» INSTRUCTIONS TO FOLLOW:
Give back all of the data exactly as written.

[Dataset entries]
::::::
use std::{process::ExitCode, sync::Arc};

use anyhow::{Context, Result};
use chrono::{NaiveDate, NaiveTime};
use clap::{Args, Parser, Subcommand};
use client_core::{
    AdminAction, CoordinatorError, FilterChoice, HttpTeacherGateway, Notification,
    NotificationLevel, NotificationSink, ReloadOutcome, TeacherAdminScreen,
};
use shared::domain::{TeacherDraft, TeacherId, TeacherRecord};
use tracing_subscriber::EnvFilter;

mod config;

#[derive(Parser, Debug)]
#[command(about = "Manage teacher records through the school admin API")]
struct Cli {
    /// Overrides `api_base_url` from teacher_admin.toml and the environment.
    #[arg(long)]
    api_url: Option<String>,
    #[command(subcommand)]
    command: Command,
}

#[derive(Subcommand, Debug)]
enum Command {
    List {
        #[arg(long)]
        search: Option<String>,
        #[arg(long, default_value = "All")]
        subject: String,
        #[arg(long, default_value = "All")]
        status: String,
    },
    Stats,
    Add {
        #[command(flatten)]
        fields: TeacherFields,
    },
    Edit {
        id: String,
        #[command(flatten)]
        fields: TeacherFields,
    },
    Delete {
        id: String,
        /// Must be exactly DELETE.
        #[arg(long)]
        confirm: String,
    },
}

#[derive(Args, Debug)]
struct TeacherFields {
    #[arg(long)]
    name: Option<String>,
    #[arg(long)]
    email: Option<String>,
    #[arg(long)]
    phone: Option<String>,
    #[arg(long)]
    subject: Option<String>,
    #[arg(long)]
    classes: Option<i64>,
    #[arg(long)]
    experience: Option<i64>,
    #[arg(long)]
    total_students: Option<i64>,
    #[arg(long)]
    rating: Option<f64>,
    #[arg(long)]
    schedule: Option<String>,
    #[arg(long)]
    status: Option<String>,
    /// YYYY-MM-DD
    #[arg(long)]
    join_date: Option<NaiveDate>,
}

impl TeacherFields {
    fn apply(self, draft: &mut TeacherDraft) -> Result<()> {
        if let Some(v) = self.name {
            draft.name = v;
        }
        if let Some(v) = self.email {
            draft.email = v;
        }
        if let Some(v) = self.phone {
            draft.phone = v;
        }
        // An unknown subject leaves the field unset so validation reports it.
        if let Some(v) = self.subject {
            draft.subject = v.parse().ok();
        }
        if let Some(v) = self.classes {
            draft.classes = v;
        }
        if let Some(v) = self.experience {
            draft.experience = v;
        }
        if let Some(v) = self.total_students {
            draft.total_students = v;
        }
        if let Some(v) = self.rating {
            draft.rating = v;
        }
        if let Some(v) = self.schedule {
            draft.schedule = v;
        }
        if let Some(v) = self.status {
            draft.status = v.parse()?;
        }
        if let Some(v) = self.join_date {
            draft.join_date = Some(v.and_time(NaiveTime::MIN).and_utc());
        }
        Ok(())
    }
}

struct ConsoleNotifier;

impl NotificationSink for ConsoleNotifier {
    fn notify(&self, notification: Notification) {
        match notification.level {
            NotificationLevel::Success => eprintln!("{}", notification.message),
            NotificationLevel::Error => eprintln!("error: {}", notification.message),
        }
    }
}

#[tokio::main]
async fn main() -> Result<ExitCode> {
    tracing_subscriber::fmt()
        .with_env_filter(
            EnvFilter::try_from_default_env().unwrap_or_else(|_| EnvFilter::new("warn")),
        )
        .with_writer(std::io::stderr)
        .init();
    let cli = Cli::parse();

    let mut settings = config::load_settings();
    if let Some(url) = cli.api_url {
        settings.api_base_url = url;
    }
    let base_url = config::parse_api_base_url(&settings.api_base_url)?;
    let gateway = match settings.request_timeout() {
        Some(timeout) => HttpTeacherGateway::with_timeout(base_url, timeout)
            .context("failed to build http client")?,
        None => HttpTeacherGateway::new(base_url),
    };
    let mut screen = TeacherAdminScreen::new(Arc::new(gateway), Arc::new(ConsoleNotifier));

    if let ReloadOutcome::Failed(_) = screen.reload().await {
        return Ok(ExitCode::FAILURE);
    }

    match cli.command {
        Command::List {
            search,
            subject,
            status,
        } => {
            if let Some(term) = search {
                screen.dispatch(AdminAction::SearchChanged(term)).await;
            }
            screen
                .dispatch(AdminAction::SubjectFilterChanged(FilterChoice::parse(&subject)?))
                .await;
            screen
                .dispatch(AdminAction::StatusFilterChanged(FilterChoice::parse(&status)?))
                .await;

            let view = screen.view();
            for teacher in &view.teachers {
                print_row(teacher);
            }
            println!("{} of {} teachers", view.teachers.len(), view.stats.total);
        }
        Command::Stats => {
            let stats = screen.view().stats;
            println!("total teachers:      {}", stats.total);
            println!("active:              {}", stats.active);
            println!("classes taught:      {}", stats.total_classes);
            println!("average experience:  {:.1} years", stats.average_experience);
        }
        Command::Add { fields } => {
            screen.dispatch(AdminAction::OpenAdd).await;
            let draft = screen
                .add_modal_mut()
                .draft_mut()
                .context("add dialog did not open")?;
            fields.apply(draft)?;

            let Some(created) = report(screen.submit_add().await) else {
                return Ok(ExitCode::FAILURE);
            };
            println!("{}", created.id);
        }
        Command::Edit { id, fields } => {
            if !screen.open_edit(&TeacherId(id)) {
                return Ok(ExitCode::FAILURE);
            }
            let draft = screen
                .edit_modal_mut()
                .draft_mut()
                .context("edit dialog did not open")?;
            fields.apply(draft)?;

            let Some(updated) = report(screen.submit_edit().await) else {
                return Ok(ExitCode::FAILURE);
            };
            print_row(&updated);
        }
        Command::Delete { id, confirm } => {
            if !screen.open_delete(&TeacherId(id)) {
                return Ok(ExitCode::FAILURE);
            }
            screen
                .dispatch(AdminAction::DeleteConfirmationChanged(confirm))
                .await;
            if report(screen.confirm_delete().await).is_none() {
                return Ok(ExitCode::FAILURE);
            }
        }
    }

    Ok(ExitCode::SUCCESS)
}

/// Prints what the notifier does not: inline field and confirmation errors.
fn report<T>(result: Result<T, CoordinatorError>) -> Option<T> {
    match result {
        Ok(value) => Some(value),
        Err(CoordinatorError::Validation(errors)) => {
            for (field, message) in errors.messages() {
                eprintln!("  {field}: {message}");
            }
            None
        }
        Err(CoordinatorError::Confirmation(mismatch)) => {
            eprintln!("{mismatch}");
            None
        }
        Err(_) => None,
    }
}

fn print_row(teacher: &TeacherRecord) {
    println!(
        "{:<26} {:<24} {:<30} {:<17} {:>2} {:<9} {:.1}",
        teacher.id,
        teacher.name,
        teacher.email,
        teacher.subject,
        teacher.classes,
        teacher.status,
        teacher.rating
    );
}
::::::
» COMPLETED TASK:
use std::{process::ExitCode, sync::Arc};

use anyhow::{Context, Result};
use chrono::{NaiveDate, NaiveTime};
use clap::{Args, Parser, Subcommand};
use client_core::{
    AdminAction, CoordinatorError, FilterChoice, HttpTeacherGateway, Notification,
    NotificationLevel, NotificationSink, ReloadOutcome, TeacherAdminScreen,
};
use shared::domain::{TeacherDraft, TeacherId, TeacherRecord};
use tracing_subscriber::EnvFilter;

mod config;

#[derive(Parser, Debug)]
#[command(about = "Manage teacher records through the school admin API")]
struct Cli {
    /// Overrides `api_base_url` from teacher_admin.toml and the environment.
    #[arg(long)]
    api_url: Option<String>,
    #[command(subcommand)]
    command: Command,
}

#[derive(Subcommand, Debug)]
enum Command {
    List {
        #[arg(long)]
        search: Option<String>,
        #[arg(long, default_value = "All")]
        subject: String,
        #[arg(long, default_value = "All")]
        status: String,
    },
    Stats,
    Add {
        #[command(flatten)]
        fields: TeacherFields,
    },
    Edit {
        id: String,
        #[command(flatten)]
        fields: TeacherFields,
    },
    Delete {
        id: String,
        /// Must be exactly DELETE.
        #[arg(long)]
        confirm: String,
    },
}

#[derive(Args, Debug)]
struct TeacherFields {
    #[arg(long)]
    name: Option<String>,
    #[arg(long)]
    email: Option<String>,
    #[arg(long)]
    phone: Option<String>,
    #[arg(long)]
    subject: Option<String>,
    #[arg(long)]
    classes: Option<i64>,
    #[arg(long)]
    experience: Option<i64>,
    #[arg(long)]
    total_students: Option<i64>,
    #[arg(long)]
    rating: Option<f64>,
    #[arg(long)]
    schedule: Option<String>,
    #[arg(long)]
    status: Option<String>,
    /// YYYY-MM-DD
    #[arg(long)]
    join_date: Option<NaiveDate>,
}

impl TeacherFields {
    fn apply(self, draft: &mut TeacherDraft) -> Result<()> {
        if let Some(v) = self.name {
            draft.name = v;
        }
        if let Some(v) = self.email {
            draft.email = v;
        }
        if let Some(v) = self.phone {
            draft.phone = v;
        }
        // An unknown subject leaves the field unset so validation reports it.
        if let Some(v) = self.subject {
            draft.subject = v.parse().ok();
        }
        if let Some(v) = self.classes {
            draft.classes = v;
        }
        if let Some(v) = self.experience {
            draft.experience = v;
        }
        if let Some(v) = self.total_students {
            draft.total_students = v;
        }
        if let Some(v) = self.rating {
            draft.rating = v;
        }
        if let Some(v) = self.schedule {
            draft.schedule = v;
        }
        if let Some(v) = self.status {
            draft.status = v.parse()?;
        }
        if let Some(v) = self.join_date {
            draft.join_date = Some(v.and_time(NaiveTime::MIN).and_utc());
        }
        Ok(())
    }
}

struct ConsoleNotifier;

impl NotificationSink for ConsoleNotifier {
    fn notify(&self, notification: Notification) {
        match notification.level {
            NotificationLevel::Success => eprintln!("{}", notification.message),
            NotificationLevel::Error => eprintln!("error: {}", notification.message),
        }
    }
}

#[tokio::main]
async fn main() -> Result<ExitCode> {
    tracing_subscriber::fmt()
        .with_env_filter(
            EnvFilter::try_from_default_env().unwrap_or_else(|_| EnvFilter::new("warn")),
        )
        .with_writer(std::io::stderr)
        .init();
    let cli = Cli::parse();

    let mut settings = config::load_settings();
    if let Some(url) = cli.api_url {
        settings.api_base_url = url;
    }
    let base_url = config::parse_api_base_url(&settings.api_base_url)?;
    let gateway = match settings.request_timeout() {
        Some(timeout) => HttpTeacherGateway::with_timeout(base_url, timeout)
            .context("failed to build http client")?,
        None => HttpTeacherGateway::new(base_url),
    };
    let mut screen = TeacherAdminScreen::new(Arc::new(gateway), Arc::new(ConsoleNotifier));

    if let ReloadOutcome::Failed(_) = screen.reload().await {
        return Ok(ExitCode::FAILURE);
    }

    match cli.command {
        Command::List {
            search,
            subject,
            status,
        } => {
            if let Some(term) = search {
                screen.dispatch(AdminAction::SearchChanged(term)).await;
            }
            screen
                .dispatch(AdminAction::SubjectFilterChanged(FilterChoice::parse(&subject)?))
                .await;
            screen
                .dispatch(AdminAction::StatusFilterChanged(FilterChoice::parse(&status)?))
                .await;

            let view = screen.view();
            for teacher in &view.teachers {
                print_row(teacher);
            }
            println!("{} of {} teachers", view.teachers.len(), view.stats.total);
        }
        Command::Stats => {
            let stats = screen.view().stats;
            println!("total teachers:      {}", stats.total);
            println!("active:              {}", stats.active);
            println!("classes taught:      {}", stats.total_classes);
            println!("average experience:  {:.1} years", stats.average_experience);
        }
        Command::Add { fields } => {
            screen.dispatch(AdminAction::OpenAdd).await;
            let draft = screen
                .add_modal_mut()
                .draft_mut()
                .context("add dialog did not open")?;
            fields.apply(draft)?;

            let Some(created) = report(screen.submit_add().await) else {
                return Ok(ExitCode::FAILURE);
            };
            println!("{}", created.id);
        }
        Command::Edit { id, fields } => {
            if !screen.open_edit(&TeacherId(id)) {
                return Ok(ExitCode::FAILURE);
            }
            let draft = screen
                .edit_modal_mut()
                .draft_mut()
                .context("edit dialog did not open")?;
            fields.apply(draft)?;

            let Some(updated) = report(screen.submit_edit().await) else {
                return Ok(ExitCode::FAILURE);
            };
            print_row(&updated);
        }
        Command::Delete { id, confirm } => {
            if !screen.open_delete(&TeacherId(id)) {
                return Ok(ExitCode::FAILURE);
            }
            screen
                .dispatch(AdminAction::DeleteConfirmationChanged(confirm))
                .await;
            if report(screen.confirm_delete().await).is_none() {
                return Ok(ExitCode::FAILURE);
            }
        }
    }

    Ok(ExitCode::SUCCESS)
}

/// Prints what the notifier does not: inline field and confirmation errors.
fn report<T>(result: Result<T, CoordinatorError>) -> Option<T> {
    match result {
        Ok(value) => Some(value),
        Err(CoordinatorError::Validation(errors)) => {
            for (field, message) in errors.messages() {
                eprintln!("  {field}: {message}");
            }
            None
        }
        Err(CoordinatorError::Confirmation(mismatch)) => {
            eprintln!("{mismatch}");
            None
        }
        Err(_) => None,
    }
}

fn print_row(teacher: &TeacherRecord) {
    println!(
        "{:<26} {:<24} {:<30} {:<17} {:>2} {:<9} {:.1}",
        teacher.id,
        teacher.name,
        teacher.email,
        teacher.subject,
        teacher.classes,
        teacher.status,
        teacher.rating
    );
}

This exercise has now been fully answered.